Je fis les gros yeux.

— Je suis vraiment désolé, me fit-il avec son air de chien battu.

— Tu as de la chance que je t’apprécie maintenant, sinon tu aurais reçu de drôles de choses au courrier.

Il me fit une nouvelle grimace. Ce qui était fait était fait. Il ne fallait pas garder de la rancœur pour si peu, non ? Ce ne sont que des livres de cours, après tout. Ou bien étais-je trop gentille ?

— Heureusement que je t’ai lancé ce pari, ce sera une belle occasion de me moquer de toi, lui fis-je. Ils coûtaient cher, ces livres, figure-toi.

— Vous êtes pas censé être riche ?

— Pas vraiment, non. Mon père a dû se saigner pour me payer cette école. Et moi, j’ai trimé pour les frais. Le vendredi, je travaille à la bibliothèque pour avoir un peu d’argent supplémentaire, en plus de ce que me donne mon père. Je fais des extras de temps en temps.

Une lueur illumina le regard de Mattheus, avant qu’il ne reprenne un air sérieux.

— Laisse-moi te rembourser, Alice. Ce serait la moindre des choses.

Je ne répondis pas. Je n’aimais pas accepter l’argent des autres. Pour plusieurs raisons, à vrai dire. Pour commencer, ça donnait du pouvoir sur l’autre, et je refusais que quiconque n’en ait sur moi. Et, en plus, c’était souvent source de conflit.

Mon Platphone émit un son : nous étions arrivés à destination.

— On verra, lui dis-je, poussant la porte du magasin. Après vous, messire.

Mattheus ria.

— Je suis enfin traité avec le respect que l’on me doit, riait-il.

— C’est ça, princesse !

Après avoir parcouru les rayons, je tombais non sans mal sur un costume de poule.

— Regarde ça ! lui lançai-je. Ça t’ira comme un gant.

— Et toi, tu veux pas être mon œuf ? me demanda-t-il, le sourire aux lèvres.

Entre ses doigts, il tenait un costume blanc, ovale comme un œuf.

— Certainement pas, répliquai-je en rigolant.

Malgré tout, nous essayions tous les deux notre costume. J’explosais de rire en le voyant dans le sien.

— Ça te dit qu’on en essaie plein ? le défiai-je.

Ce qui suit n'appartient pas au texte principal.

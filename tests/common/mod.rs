//! Mock Modbus/TCP server for integration tests.
//!
//! Serves several unit ids behind one listener. Every known unit starts
//! tagged: registers 0..100 hold the unit id, coils 0..100 are set on odd
//! units and discrete inputs 0..100 on even ones. A request addressed to an
//! unknown unit makes the server hang up without answering, the way a
//! gateway with no such target behaves.

#![allow(dead_code)]

use std::collections::HashMap;
use std::net::SocketAddr;
use std::sync::atomic::{AtomicU64, Ordering};
use std::sync::{Arc, Mutex};
use std::time::Duration;

use tokio::io::{AsyncReadExt, AsyncWriteExt};
use tokio::net::{TcpListener, TcpStream};
use tokio::task::JoinHandle;

const MAX_READ_BITS: u16 = 2000;
const MAX_READ_REGISTERS: u16 = 125;

/// How the server answers
#[derive(Debug, Clone, Copy, PartialEq, Eq)]
pub enum MockBehavior {
    /// Answer every request correctly
    Normal,
    /// Hold every answer back this long
    Delay(Duration),
    /// Answer every request with this exception code
    Exception(u8),
    /// Send text instead of a frame, then hang up
    Garbage,
}

#[derive(Debug, Default, Clone)]
pub struct UnitStorage {
    pub coils: HashMap<u16, bool>,
    pub discrete_inputs: HashMap<u16, bool>,
    pub holding: HashMap<u16, u16>,
    pub input: HashMap<u16, u16>,
}

impl UnitStorage {
    fn tagged(unit: u8) -> Self {
        let mut storage = Self::default();
        for addr in 0..100u16 {
            storage.holding.insert(addr, u16::from(unit));
            storage.input.insert(addr, u16::from(unit));
            storage.coils.insert(addr, unit % 2 == 1);
            storage.discrete_inputs.insert(addr, unit % 2 == 0);
        }
        storage
    }
}

struct ServerState {
    units: Mutex<HashMap<u8, UnitStorage>>,
    behavior: Mutex<MockBehavior>,
    requests: AtomicU64,
    connections: AtomicU64,
}

pub struct MockModbusServer {
    local_addr: SocketAddr,
    state: Arc<ServerState>,
    handle: JoinHandle<()>,
}

impl MockModbusServer {
    pub async fn start(units: &[u8]) -> Self {
        Self::start_with(units, MockBehavior::Normal).await
    }

    pub async fn start_with(units: &[u8], behavior: MockBehavior) -> Self {
        let listener = TcpListener::bind("127.0.0.1:0").await.expect("bind mock server");
        let local_addr = listener.local_addr().expect("mock server address");
        let state = Arc::new(ServerState {
            units: Mutex::new(units.iter().map(|&u| (u, UnitStorage::tagged(u))).collect()),
            behavior: Mutex::new(behavior),
            requests: AtomicU64::new(0),
            connections: AtomicU64::new(0),
        });

        let accept_state = state.clone();
        let handle = tokio::spawn(async move {
            while let Ok((socket, _)) = listener.accept().await {
                accept_state.connections.fetch_add(1, Ordering::SeqCst);
                tokio::spawn(serve(socket, accept_state.clone()));
            }
        });

        Self {
            local_addr,
            state,
            handle,
        }
    }

    pub fn local_addr(&self) -> SocketAddr {
        self.local_addr
    }

    pub fn address(&self) -> String {
        self.local_addr.to_string()
    }

    pub fn set_behavior(&self, behavior: MockBehavior) {
        *self.state.behavior.lock().unwrap() = behavior;
    }

    pub fn holding(&self, unit: u8, addr: u16) -> Option<u16> {
        self.state.units.lock().unwrap().get(&unit)?.holding.get(&addr).copied()
    }

    pub fn coil(&self, unit: u8, addr: u16) -> Option<bool> {
        self.state.units.lock().unwrap().get(&unit)?.coils.get(&addr).copied()
    }

    pub fn set_holding(&self, unit: u8, addr: u16, value: u16) {
        if let Some(storage) = self.state.units.lock().unwrap().get_mut(&unit) {
            storage.holding.insert(addr, value);
        }
    }

    pub fn request_count(&self) -> u64 {
        self.state.requests.load(Ordering::SeqCst)
    }

    pub fn connection_count(&self) -> u64 {
        self.state.connections.load(Ordering::SeqCst)
    }
}

impl Drop for MockModbusServer {
    fn drop(&mut self) {
        self.handle.abort();
    }
}

async fn serve(mut socket: TcpStream, state: Arc<ServerState>) {
    loop {
        let mut header = [0u8; 7];
        if socket.read_exact(&mut header).await.is_err() {
            return;
        }
        let length = u16::from_be_bytes([header[4], header[5]]) as usize;
        if length < 2 {
            return;
        }
        let mut pdu = vec![0u8; length - 1];
        if socket.read_exact(&mut pdu).await.is_err() {
            return;
        }
        state.requests.fetch_add(1, Ordering::SeqCst);

        let behavior = *state.behavior.lock().unwrap();
        match behavior {
            MockBehavior::Garbage => {
                let _ = socket.write_all(b"HTTP/1.1 400 Bad Request\r\n\r\n").await;
                return;
            }
            MockBehavior::Delay(delay) => tokio::time::sleep(delay).await,
            _ => {}
        }

        let unit = header[6];
        let Some(response) = handle(&state, unit, &pdu, behavior) else {
            return;
        };

        let mut frame = Vec::with_capacity(7 + response.len());
        frame.extend_from_slice(&header[..4]);
        frame.extend_from_slice(&((response.len() + 1) as u16).to_be_bytes());
        frame.push(unit);
        frame.extend_from_slice(&response);
        if socket.write_all(&frame).await.is_err() {
            return;
        }
    }
}

fn exception(function: u8, code: u8) -> Vec<u8> {
    vec![function | 0x80, code]
}

/// Response PDU, or `None` to hang up
fn handle(state: &ServerState, unit: u8, pdu: &[u8], behavior: MockBehavior) -> Option<Vec<u8>> {
    let mut units = state.units.lock().unwrap();
    let storage = units.get_mut(&unit)?;
    let function = pdu[0];

    if let MockBehavior::Exception(code) = behavior {
        return Some(exception(function, code));
    }
    if pdu.len() < 5 {
        return Some(exception(function, 0x03));
    }
    let address = u16::from_be_bytes([pdu[1], pdu[2]]);
    let second = u16::from_be_bytes([pdu[3], pdu[4]]);
    let span = |count: u16| (0..count).map(move |i| address.wrapping_add(i));

    let response = match function {
        0x01 | 0x02 => {
            if second == 0 || second > MAX_READ_BITS {
                return Some(exception(function, 0x03));
            }
            let map = if function == 0x01 {
                &storage.coils
            } else {
                &storage.discrete_inputs
            };
            let mut packed = vec![0u8; (second as usize + 7) / 8];
            for (i, addr) in span(second).enumerate() {
                if map.get(&addr).copied().unwrap_or(false) {
                    packed[i / 8] |= 1 << (i % 8);
                }
            }
            let mut out = vec![function, packed.len() as u8];
            out.extend_from_slice(&packed);
            out
        }
        0x03 | 0x04 => {
            if second == 0 || second > MAX_READ_REGISTERS {
                return Some(exception(function, 0x03));
            }
            let map = if function == 0x03 {
                &storage.holding
            } else {
                &storage.input
            };
            let mut out = vec![function, (second * 2) as u8];
            for addr in span(second) {
                out.extend_from_slice(&map.get(&addr).copied().unwrap_or(0).to_be_bytes());
            }
            out
        }
        0x05 => {
            let value = match second {
                0xFF00 => true,
                0x0000 => false,
                _ => return Some(exception(function, 0x03)),
            };
            storage.coils.insert(address, value);
            pdu[..5].to_vec()
        }
        0x06 => {
            storage.holding.insert(address, second);
            pdu[..5].to_vec()
        }
        0x0F => {
            let data = pdu.get(6..)?;
            for (i, addr) in span(second).enumerate() {
                let bit = data.get(i / 8).copied().unwrap_or(0) & (1 << (i % 8)) != 0;
                storage.coils.insert(addr, bit);
            }
            pdu[..5].to_vec()
        }
        0x10 => {
            let data = pdu.get(6..)?;
            for (addr, pair) in span(second).zip(data.chunks_exact(2)) {
                storage.holding.insert(addr, u16::from_be_bytes([pair[0], pair[1]]));
            }
            pdu[..5].to_vec()
        }
        _ => exception(function, 0x01),
    };
    Some(response)
}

Il me répondit par un sourire lumineux. Nous défilâmes dans nos multiples costumes : militaires, animaliers, infirmières… Mattheus ajusta sa perruque et sa jupe.

— T’es mignonne en blonde ! lui lançai-je.

Je n’avais jamais autant ri de toute ma vie. Nous mettions notre déguisement en scène, n’hésitant pas à imiter des voix, à danser de manière ridicule. C’était la première fois de ma vie que je me sentais autant moi-même.

Je dansais, heureuse. La radio passait la chanson de Lili punk, un groupe de rock moderne. Je chantais en même temps qu’elle. Ma voix de casserole provoqua une grimace sur le visage de Mattheus. Je pouffais de plus belle.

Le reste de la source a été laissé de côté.